EXERCISE → The task here is to set down every line of the listing exactly.
--- RECORDS TO PROCESS ---
// src/records.rs
//
// Normalized, per-source GDP rows.

use crate::specs::sources::Source;

#[derive(Clone, Debug, PartialEq)]
pub struct GdpRecord {
    /// Display name, never empty.
    pub country: String,
    /// Non-negative, in the unit the source reports (US$ million on the wiki page).
    pub gdp: f64,
    pub year: Option<i32>,
    pub source: Source,
}

/// All surviving rows of one source's table. Country names are unique.
#[derive(Clone, Debug, PartialEq)]
pub struct SourceRecords {
    pub source: Source,
    pub records: Vec<GdpRecord>,
    /// Rows skipped during normalization (bad numbers, aggregates, duplicates).
    pub dropped: usize,
}

impl SourceRecords {
    pub fn len(&self) -> usize { self.records.len() }
    pub fn is_empty(&self) -> bool { self.records.is_empty() }

    pub fn get(&self, country: &str) -> Option<&GdpRecord> {
        self.records.iter().find(|r| r.country == country)
    }

    pub fn total(&self) -> f64 {
        self.records.iter().map(|r| r.gdp).sum()
    }
}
---
YOUR SOLUTION →
// src/records.rs
//
// Normalized, per-source GDP rows.

use crate::specs::sources::Source;

#[derive(Clone, Debug, PartialEq)]
pub struct GdpRecord {
    /// Display name, never empty.
    pub country: String,
    /// Non-negative, in the unit the source reports (US$ million on the wiki page).
    pub gdp: f64,
    pub year: Option<i32>,
    pub source: Source,
}

/// All surviving rows of one source's table. Country names are unique.
#[derive(Clone, Debug, PartialEq)]
pub struct SourceRecords {
    pub source: Source,
    pub records: Vec<GdpRecord>,
    /// Rows skipped during normalization (bad numbers, aggregates, duplicates).
    pub dropped: usize,
}

impl SourceRecords {
    pub fn len(&self) -> usize { self.records.len() }
    pub fn is_empty(&self) -> bool { self.records.is_empty() }

    pub fn get(&self, country: &str) -> Option<&GdpRecord> {
        self.records.iter().find(|r| r.country == country)
    }

    pub fn total(&self) -> f64 {
        self.records.iter().map(|r| r.gdp).sum()
    }
}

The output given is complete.